One common fear people have when they start to explore intuitive eating is that if they allow themselves to eat formerly off-limit foods, they’ll never be able to stop. Tribole said this is understandable. “When someone fears that they’re never going to stop eating their favorite food, it’s probably because they’ve been deprived of it for so long,” she said. “If you come to intuitive eating really hungry, it’s easy to be afraid that you’re never going to stop eating.”

Harrison said the radical desire to eat, say, cookies, will eventually lessen, even though the pendulum swing from restriction to freedom is going to feel wild and chaotic at first. “It’s worth a few months, or however long it takes, of feeling a little chaotic if you want to have a balanced relationship with food that’s going to last decades,” she said.

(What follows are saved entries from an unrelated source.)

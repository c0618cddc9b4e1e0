//! Shared Kubernetes helpers: client construction, condition checks and the
//! generic poll-until-converged combinator.

use std::future::Future;
use std::path::Path;
use std::time::Duration;

use kube::config::{KubeConfigOptions, Kubeconfig};
use kube::{Client, Config};
use tokio::time::Instant;
use tracing::trace;

use crate::Error;

/// The "Ready" condition type for pods
pub const CONDITION_READY: &str = "Ready";
/// The "True" status value for conditions
pub const STATUS_TRUE: &str = "True";

/// Default connection timeout for kube clients
pub const DEFAULT_CONNECT_TIMEOUT: Duration = Duration::from_secs(5);
/// Default read timeout for kube clients
pub const DEFAULT_READ_TIMEOUT: Duration = Duration::from_secs(30);

/// Trait for types that have condition-like fields (type and status)
pub trait HasConditionFields {
    /// Get the condition type field value
    fn type_field(&self) -> &str;
    /// Get the condition status field value
    fn status_field(&self) -> &str;
}

impl HasConditionFields for k8s_openapi::api::core::v1::PodCondition {
    fn type_field(&self) -> &str {
        &self.type_
    }
    fn status_field(&self) -> &str {
        &self.status
    }
}

/// Check if a Kubernetes condition of the given type has status "True"
pub fn has_condition<T>(conditions: Option<&[T]>, condition_type: &str) -> bool
where
    T: HasConditionFields,
{
    conditions
        .map(|conds| {
            conds
                .iter()
                .any(|c| c.type_field() == condition_type && c.status_field() == STATUS_TRUE)
        })
        .unwrap_or(false)
}

/// Poll until a condition is met or timeout is reached
///
/// Repeatedly calls `check_fn` until it returns `Ok(true)` or `timeout` has
/// elapsed. Errors from `check_fn` are treated as "not yet" and polling
/// continues. Time is measured with the tokio clock, so this never blocks past
/// `timeout + poll_interval` plus the duration of one check.
///
/// # Returns
/// `Ok(())` if the condition was met, or `Err` carrying `timeout_msg` (and the
/// last check error, if any) on timeout
pub async fn poll_until<F, Fut>(
    timeout: Duration,
    poll_interval: Duration,
    timeout_msg: impl Into<String>,
    mut check_fn: F,
) -> Result<(), Error>
where
    F: FnMut() -> Fut,
    Fut: Future<Output = Result<bool, Error>>,
{
    let start = Instant::now();
    let timeout_msg = timeout_msg.into();
    let mut last_error: Option<String> = None;

    loop {
        match check_fn().await {
            Ok(true) => return Ok(()),
            Ok(false) => {
                trace!("Polling condition not yet met, retrying...");
            }
            Err(e) => {
                trace!("Polling check returned error (retrying): {}", e);
                last_error = Some(e.to_string());
            }
        }

        if start.elapsed() + poll_interval > timeout {
            let message = match last_error {
                Some(e) => format!("{} (last error: {})", timeout_msg, e),
                None => timeout_msg,
            };
            return Err(Error::internal_with_context("poll_until", message));
        }

        tokio::time::sleep(poll_interval).await;
    }
}

/// Create a kube client from optional kubeconfig path with default timeouts
pub async fn create_client(kubeconfig: Option<&Path>) -> Result<Client, Error> {
    create_client_with_timeout(kubeconfig, DEFAULT_CONNECT_TIMEOUT, DEFAULT_READ_TIMEOUT).await
}

/// Create a kube client from optional kubeconfig path with custom timeouts
pub async fn create_client_with_timeout(
    kubeconfig: Option<&Path>,
    connect_timeout: Duration,
    read_timeout: Duration,
) -> Result<Client, Error> {
    let mut config = match kubeconfig {
        Some(path) => {
            let kubeconfig = Kubeconfig::read_from(path).map_err(|e| {
                Error::internal_with_context(
                    "create_client",
                    format!("failed to read kubeconfig {}: {}", path.display(), e),
                )
            })?;
            Config::from_custom_kubeconfig(kubeconfig, &KubeConfigOptions::default())
                .await
                .map_err(|e| {
                    Error::internal_with_context(
                        "create_client",
                        format!("failed to load kubeconfig: {}", e),
                    )
                })?
        }
        None => Config::infer().await.map_err(|e| {
            Error::internal_with_context("create_client", format!("failed to infer config: {}", e))
        })?,
    };

    config.connect_timeout = Some(connect_timeout);
    config.read_timeout = Some(read_timeout);
    Client::try_from(config).map_err(|e| {
        Error::internal_with_context("create_client", format!("failed to create client: {}", e))
    })
}

#[cfg(test)]
mod tests {
    use super::*;
    use k8s_openapi::api::core::v1::PodCondition;
    use std::sync::atomic::{AtomicU32, Ordering};
    use std::sync::Arc;

    fn condition(type_: &str, status: &str) -> PodCondition {
        PodCondition {
            type_: type_.to_string(),
            status: status.to_string(),
            ..Default::default()
        }
    }

    #[test]
    fn test_has_condition_with_ready() {
        let conditions = vec![
            condition("PodScheduled", "True"),
            condition(CONDITION_READY, "True"),
        ];
        assert!(has_condition(Some(conditions.as_slice()), CONDITION_READY));
    }

    #[test]
    fn test_has_condition_not_ready() {
        let conditions = vec![condition(CONDITION_READY, "False")];
        assert!(!has_condition(Some(conditions.as_slice()), CONDITION_READY));
    }

    #[test]
    fn test_has_condition_none() {
        assert!(!has_condition::<PodCondition>(None, CONDITION_READY));
    }

    #[tokio::test(start_paused = true)]
    async fn test_poll_until_succeeds_after_a_few_checks() {
        let calls = Arc::new(AtomicU32::new(0));
        let c = calls.clone();

        let result = poll_until(
            Duration::from_secs(90),
            Duration::from_secs(3),
            "never converged",
            || {
                let c = c.clone();
                async move { Ok(c.fetch_add(1, Ordering::SeqCst) >= 2) }
            },
        )
        .await;

        assert!(result.is_ok());
        assert_eq!(calls.load(Ordering::SeqCst), 3);
    }

    #[tokio::test(start_paused = true)]
    async fn test_poll_until_times_out_within_bound() {
        let start = Instant::now();

        let result = poll_until(
            Duration::from_secs(180),
            Duration::from_secs(3),
            "backend never ready",
            || async { Ok(false) },
        )
        .await;

        let err = result.expect_err("condition never holds");
        assert!(err.to_string().contains("backend never ready"));
        assert!(start.elapsed() <= Duration::from_secs(180));
    }

    #[tokio::test(start_paused = true)]
    async fn test_poll_until_reports_last_check_error() {
        let result = poll_until(
            Duration::from_secs(10),
            Duration::from_secs(3),
            "gave up",
            || async { Err(Error::internal("apiserver unavailable")) },
        )
        .await;

        let msg = result.expect_err("checks always fail").to_string();
        assert!(msg.contains("gave up"));
        assert!(msg.contains("apiserver unavailable"));
    }
}
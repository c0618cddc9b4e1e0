//! Harness orchestrator
//!
//! Resolves the service's virtual addresses, starts the probing units and the
//! failover trigger side by side, waits for all of them to report ready
//! (bounded by a global timeout) and turns the aggregated statistics into a
//! [`Verdict`].

use std::fmt;
use std::sync::Arc;
use std::time::Duration;

use parking_lot::Mutex;
use serde::{Deserialize, Serialize};
use tokio::task::JoinHandle;
use tokio_util::sync::CancellationToken;
use tracing::{error, info, instrument, warn};

use crate::cluster::ClusterOps;
use crate::endpoint::{select_targets, IpFamilyPolicy, TargetEndpoint};
use crate::failover::{BackendSelector, FailoverOutcome, FailoverTimings, FailoverTrigger};
use crate::kube_utils::poll_until;
use crate::probe::{ConnectionActor, ProbeTimings, SessionSpawner};
use crate::signal::{Rendezvous, UnitId, UnitReport};
use crate::stats::Counter;
use crate::verdict::{evaluate, Verdict};
use crate::{Error, Result};

/// Default global timeout for one run
pub const DEFAULT_GLOBAL_TIMEOUT: Duration = Duration::from_secs(15 * 60);
/// Default failure-rate threshold for multiple-connection runs, in percent
pub const DEFAULT_MAX_FAILURE_RATE_PERCENT: f64 = 0.5;

/// How traffic is generated during the failover
#[derive(Clone, Copy, Debug, Default, PartialEq, Eq, Serialize, Deserialize)]
pub enum ProbeMode {
    /// One long-lived session per unit; zero tolerance for failures
    #[default]
    #[serde(rename = "single")]
    SingleConnection,
    /// A new session per request; failure rate must stay under the threshold
    #[serde(rename = "multiple")]
    MultipleConnections,
}

impl fmt::Display for ProbeMode {
    fn fmt(&self, f: &mut fmt::Formatter<'_>) -> fmt::Result {
        match self {
            Self::SingleConnection => f.write_str("single connection"),
            Self::MultipleConnections => f.write_str("multiple connections"),
        }
    }
}

impl std::str::FromStr for ProbeMode {
    type Err = Error;

    fn from_str(s: &str) -> std::result::Result<Self, Self::Err> {
        match s.to_ascii_lowercase().as_str() {
            "single" => Ok(Self::SingleConnection),
            "multiple" | "multi" => Ok(Self::MultipleConnections),
            other => Err(Error::config(format!(
                "unknown probe mode '{}', expected single or multiple",
                other
            ))),
        }
    }
}

/// Service whose virtual addresses are probed
#[derive(Clone, Debug, PartialEq, Eq, Serialize, Deserialize)]
pub struct ServiceRef {
    /// Service namespace
    pub namespace: String,
    /// Service name
    pub name: String,
}

impl fmt::Display for ServiceRef {
    fn fmt(&self, f: &mut fmt::Formatter<'_>) -> fmt::Result {
        write!(f, "{}/{}", self.namespace, self.name)
    }
}

/// Runtime configuration for one harness run
#[derive(Clone, Debug)]
pub struct HarnessConfig {
    /// Service under test
    pub service: ServiceRef,
    /// Backend that gets replaced
    pub backends: BackendSelector,
    /// Traffic mode
    pub mode: ProbeMode,
    /// Address families to probe
    pub families: IpFamilyPolicy,
    /// Probe units started per family
    pub connections_per_family: usize,
    /// How long to wait for the service to get ingress addresses
    pub ingress_timeout: Duration,
    /// Poll interval while waiting for ingress
    pub ingress_interval: Duration,
    /// Bound on the whole probing + failover phase
    pub global_timeout: Duration,
    /// Allowed failure rate in multiple-connection mode, in percent
    pub max_failure_rate_percent: f64,
    /// Probe timeouts and pacing
    pub probe: ProbeTimings,
    /// Failover timeouts and intervals
    pub failover: FailoverTimings,
}

impl HarnessConfig {
    /// Config with default timings for a service and backend selector
    pub fn new(service: ServiceRef, backends: BackendSelector) -> Self {
        Self {
            service,
            backends,
            mode: ProbeMode::default(),
            families: IpFamilyPolicy::default(),
            connections_per_family: 1,
            ingress_timeout: Duration::from_secs(120),
            ingress_interval: Duration::from_secs(3),
            global_timeout: DEFAULT_GLOBAL_TIMEOUT,
            max_failure_rate_percent: DEFAULT_MAX_FAILURE_RATE_PERCENT,
            probe: ProbeTimings::default(),
            failover: FailoverTimings::default(),
        }
    }
}

/// Runs probes and a failover concurrently and judges the result
pub struct Harness<C: ?Sized> {
    cluster: Arc<C>,
    config: HarnessConfig,
}

impl<C: ClusterOps + ?Sized + 'static> Harness<C> {
    /// Create a harness
    pub fn new(cluster: Arc<C>, config: HarnessConfig) -> Self {
        Self { cluster, config }
    }

    /// Configuration this harness runs with
    pub fn config(&self) -> &HarnessConfig {
        &self.config
    }

    /// Execute one run
    ///
    /// Returns `Err` only when targets cannot be resolved or the global
    /// timeout elapses. Failed traffic or a failed failover produce a failing
    /// [`Verdict`].
    #[instrument(skip_all, fields(service = %self.config.service, mode = %self.config.mode))]
    pub async fn run(&self) -> Result<Verdict> {
        let targets = self.resolve_targets().await?;
        info!(?targets, "Resolved targets");

        let stats = Arc::new(Counter::new());
        let stop = CancellationToken::new();
        let mut rendezvous = Rendezvous::new();

        stats.mark_start();
        let mut tasks = self.spawn_probes(&targets, &stats, &stop, &rendezvous);
        tasks.push(self.spawn_failover(&stop, &rendezvous));
        let expected = tasks.len();
        info!(units = expected, "Probing and failover started");

        let reports = match rendezvous.wait(expected, self.config.global_timeout).await {
            Ok(reports) => reports,
            Err(e) => {
                error!(error = %e, "Harness did not finish in time, aborting units");
                stop.cancel();
                for task in &tasks {
                    task.abort();
                }
                return Err(e);
            }
        };
        stats.mark_end();

        let failover = reports
            .into_iter()
            .find_map(|report| match report {
                UnitReport::Failover(outcome) => Some(outcome),
                UnitReport::Probe { .. } => None,
            })
            .unwrap_or_else(FailoverOutcome::abandoned);

        let snapshot = stats.snapshot();
        if !snapshot.is_consistent() {
            warn!(
                total = snapshot.total_attempts,
                successes = snapshot.success_count(),
                failures = snapshot.failure_count(),
                "Attempt counts do not add up"
            );
        }

        let verdict = evaluate(
            self.config.mode,
            self.config.max_failure_rate_percent,
            &failover,
            &snapshot,
        );
        info!(
            passed = verdict.passed,
            total = verdict.total_attempts,
            failures = verdict.failures,
            "Verdict computed"
        );
        Ok(verdict)
    }

    /// Wait for the service to expose an address for every required family
    async fn resolve_targets(&self) -> Result<Vec<TargetEndpoint>> {
        let service = &self.config.service;
        let families = self.config.families;
        let cluster = &self.cluster;
        let resolved: Mutex<Option<Vec<TargetEndpoint>>> = Mutex::new(None);
        let resolved_ref = &resolved;

        poll_until(
            self.config.ingress_timeout,
            self.config.ingress_interval,
            format!("service {} has no usable ingress for {:?}", service, families),
            || async move {
                let ingress = cluster
                    .service_ingress(&service.namespace, &service.name)
                    .await?;
                if ingress.port == 0 {
                    return Ok(false);
                }
                match select_targets(&ingress.addresses, ingress.port, families) {
                    Ok(targets) => {
                        *resolved_ref.lock() = Some(targets);
                        Ok(true)
                    }
                    Err(_) => Ok(false),
                }
            },
        )
        .await
        .map_err(|e| Error::resolve(service.to_string(), e.to_string()))?;

        resolved
            .into_inner()
            .ok_or_else(|| Error::resolve(service.to_string(), "targets lost after poll"))
    }

    fn spawn_probes(
        &self,
        targets: &[TargetEndpoint],
        stats: &Arc<Counter>,
        stop: &CancellationToken,
        rendezvous: &Rendezvous,
    ) -> Vec<JoinHandle<()>> {
        let mut tasks = Vec::new();

        for target in targets {
            let family = target.family();
            for index in 0..self.config.connections_per_family {
                let handle = match self.config.mode {
                    ProbeMode::SingleConnection => {
                        let unit = UnitId::Actor { family, index };
                        let ready = rendezvous.signal(UnitReport::Probe { unit: unit.clone() });
                        let actor = ConnectionActor::new(
                            unit,
                            *target,
                            stats.clone(),
                            stop.clone(),
                            self.config.probe.clone(),
                        );
                        tokio::spawn(actor.run(ready))
                    }
                    ProbeMode::MultipleConnections => {
                        let unit = UnitId::Spawner { family, index };
                        let ready = rendezvous.signal(UnitReport::Probe { unit: unit.clone() });
                        let spawner = SessionSpawner::new(
                            unit,
                            *target,
                            stats.clone(),
                            stop.clone(),
                            self.config.probe.clone(),
                        );
                        tokio::spawn(spawner.run(ready))
                    }
                };
                tasks.push(handle);
            }
        }

        tasks
    }

    fn spawn_failover(&self, stop: &CancellationToken, rendezvous: &Rendezvous) -> JoinHandle<()> {
        let ready = rendezvous.signal(UnitReport::Failover(FailoverOutcome::abandoned()));
        let trigger = FailoverTrigger::new(
            self.cluster.clone(),
            self.config.backends.clone(),
            self.config.failover.clone(),
            stop.clone(),
        );
        tokio::spawn(async move {
            trigger.run(ready).await;
        })
    }
}
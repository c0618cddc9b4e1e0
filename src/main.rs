//! failover-probe - graceful-restart connectivity harness CLI

use std::net::SocketAddr;
use std::path::PathBuf;
use std::sync::Arc;

use clap::{Parser, Subcommand};
use tokio_util::sync::CancellationToken;

use failover_probe::cluster::KubeCluster;
use failover_probe::config::HarnessSettings;
use failover_probe::echo::EchoServer;
use failover_probe::endpoint::IpFamilyPolicy;
use failover_probe::harness::{Harness, ProbeMode};
use failover_probe::kube_utils::create_client;
use failover_probe::telemetry::{self, LogFormat};

/// Probe a load-balanced service while its backing pod is replaced
#[derive(Parser, Debug)]
#[command(name = "failover-probe", version, about, long_about = None)]
struct Cli {
    /// Log output format (text or json)
    #[arg(long, global = true, env = "FAILOVER_PROBE_LOG_FORMAT", default_value = "text")]
    log_format: LogFormat,

    #[command(subcommand)]
    command: Commands,
}

#[derive(Subcommand, Debug)]
enum Commands {
    /// Run the graceful-restart harness against a cluster
    Run(RunArgs),

    /// Serve a loopback echo target for local runs
    Echo {
        /// Address to listen on
        #[arg(long, default_value = "127.0.0.1:8080")]
        listen: SocketAddr,
    },
}

/// Harness arguments; flags override values from `--config`
#[derive(Parser, Debug)]
struct RunArgs {
    /// YAML settings file
    #[arg(short = 'f', long = "config", env = "FAILOVER_PROBE_CONFIG")]
    config_file: Option<PathBuf>,

    /// Kubeconfig path (defaults to in-cluster or KUBECONFIG)
    #[arg(long, env = "KUBECONFIG")]
    kubeconfig: Option<PathBuf>,

    /// Namespace of the service under test
    #[arg(long)]
    service_namespace: Option<String>,

    /// Name of the service under test
    #[arg(long)]
    service: Option<String>,

    /// Namespace of the backend pods
    #[arg(long)]
    backend_namespace: Option<String>,

    /// Label selector of the backend pods
    #[arg(long)]
    selector: Option<String>,

    /// Node whose backend pod is replaced
    #[arg(long)]
    node: Option<String>,

    /// Probe mode (single or multiple)
    #[arg(long)]
    mode: Option<ProbeMode>,

    /// Address families to probe (v4, v6 or dual)
    #[arg(long)]
    family: Option<IpFamilyPolicy>,

    /// Probe units per address family
    #[arg(long)]
    connections: Option<usize>,

    /// Global timeout for the run in seconds
    #[arg(long)]
    global_timeout_secs: Option<u64>,

    /// Write the verdict as JSON to this file
    #[arg(long)]
    report: Option<PathBuf>,

    /// Print the verdict as text or json
    #[arg(long, default_value = "text")]
    output: OutputFormat,
}

#[derive(Clone, Copy, Debug, clap::ValueEnum)]
enum OutputFormat {
    Text,
    Json,
}

#[tokio::main]
async fn main() -> anyhow::Result<()> {
    let cli = Cli::parse();
    telemetry::init(cli.log_format).map_err(|e| anyhow::anyhow!("{}", e))?;

    match cli.command {
        Commands::Run(args) => run(args).await,
        Commands::Echo { listen } => echo(listen).await,
    }
}

/// Merge file settings with flags
fn settings_from(args: &RunArgs) -> anyhow::Result<HarnessSettings> {
    let mut settings = match &args.config_file {
        Some(path) => HarnessSettings::load(path).map_err(|e| anyhow::anyhow!("{}", e))?,
        None => HarnessSettings::default(),
    };

    if let Some(ns) = &args.service_namespace {
        settings.service.namespace = ns.clone();
    }
    if let Some(name) = &args.service {
        settings.service.name = name.clone();
    }
    if let Some(ns) = &args.backend_namespace {
        settings.backends.namespace = ns.clone();
    }
    if let Some(selector) = &args.selector {
        settings.backends.label_selector = selector.clone();
    }
    if let Some(node) = &args.node {
        settings.backends.node = node.clone();
    }
    if let Some(mode) = args.mode {
        settings.mode = mode;
    }
    if let Some(family) = args.family {
        settings.families = family;
    }
    if let Some(connections) = args.connections {
        settings.connections_per_family = connections;
    }
    if let Some(secs) = args.global_timeout_secs {
        settings.global_timeout_secs = secs;
    }

    Ok(settings)
}

/// Run the harness and report the verdict
async fn run(args: RunArgs) -> anyhow::Result<()> {
    let config = settings_from(&args)?
        .into_config()
        .map_err(|e| anyhow::anyhow!("{}", e))?;

    // kube's rustls backend needs a process-wide crypto provider
    if rustls::crypto::aws_lc_rs::default_provider()
        .install_default()
        .is_err()
    {
        tracing::debug!("Crypto provider already installed");
    }

    let client = create_client(args.kubeconfig.as_deref())
        .await
        .map_err(|e| anyhow::anyhow!("Failed to create kube client: {}", e))?;

    let harness = Harness::new(Arc::new(KubeCluster::new(client)), config);
    let verdict = harness
        .run()
        .await
        .map_err(|e| anyhow::anyhow!("Harness aborted: {}", e))?;

    if let Some(path) = &args.report {
        let json = serde_json::to_string_pretty(&verdict)?;
        tokio::fs::write(path, json)
            .await
            .map_err(|e| anyhow::anyhow!("Failed to write report {:?}: {}", path, e))?;
        tracing::info!(path = %path.display(), "Report written");
    }

    match args.output {
        OutputFormat::Text => print!("{verdict}"),
        OutputFormat::Json => println!("{}", serde_json::to_string_pretty(&verdict)?),
    }

    if verdict.passed {
        Ok(())
    } else {
        std::process::exit(1)
    }
}

/// Serve an echo target until Ctrl-C
async fn echo(listen: SocketAddr) -> anyhow::Result<()> {
    let server = EchoServer::bind(listen)
        .await
        .map_err(|e| anyhow::anyhow!("{}", e))?;
    println!("Echo target listening on {}", server.local_addr());

    let cancel = CancellationToken::new();
    let serve = tokio::spawn(server.serve(cancel.clone()));

    tokio::signal::ctrl_c().await?;
    cancel.cancel();
    serve.await?;
    Ok(())
}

Rumsey said another common misperception is that intuitive eating means eating whatever you want, anytime you want. “With intuitive eating, you have permission to eat what you want, anytime you want, but that doesn’t mean you always do that. Hunger, fullness, satisfaction, how food makes us feel — those are all important, but intuitive eating also means using your brain and life experience.”

Intuitive eating is about developing — and using — interoceptive awareness, the awareness of internal body sensations, Tribole said. “Interoceptive awareness is your superpower,” she said. “When you know what your needs are physically, you have a treasure trove of information to help guide you.”

After years of dieting, it can be hard to tune back into the body’s signals, Harrison said. Intuitive eating’s “unconditional permission to eat is a gentle way back into that,” she said.

Untangle Nutrition From Dieting

One of the intuitive-eating principles is “honor your health with gentle nutrition,” but once people start practicing intuitive eating, they often worry that they’re doing it wrong, or that “diet mind” is creeping back in when they want broccoli, salmon and quinoa instead of a hamburger and fries.

Other clues are the presence of guilt or fear. Harrison said. She points out that choosing the broccoli can be an act of self-care. “Maybe you’ve noticed that when you include a few servings of vegetables, you feel more energetic and your digestion works better. A truly peaceful relationship with food is about self-care, not self-control.”

Give Intuitive Eating Time to Feel Intuitive

Tribole said that although there are 10 intuitive-eating principles, they are not absolute rules. “There’s no such thing as pass or fail; there’s learning and discovering,” she said. “So, you overate at lunch. Let’s see what happens. Maybe you don’t feel hungry for an afternoon snack; maybe you aren’t as hungry at dinner. Ultimately, it’s not satisfying to undereat, and it’s usually not satisfying to overeat, but you get to decide.”

Ultimately, said Tribole, “it’s about putting the pleasure back in food and about healing your relationship with food, mind and body so you can live your best life.”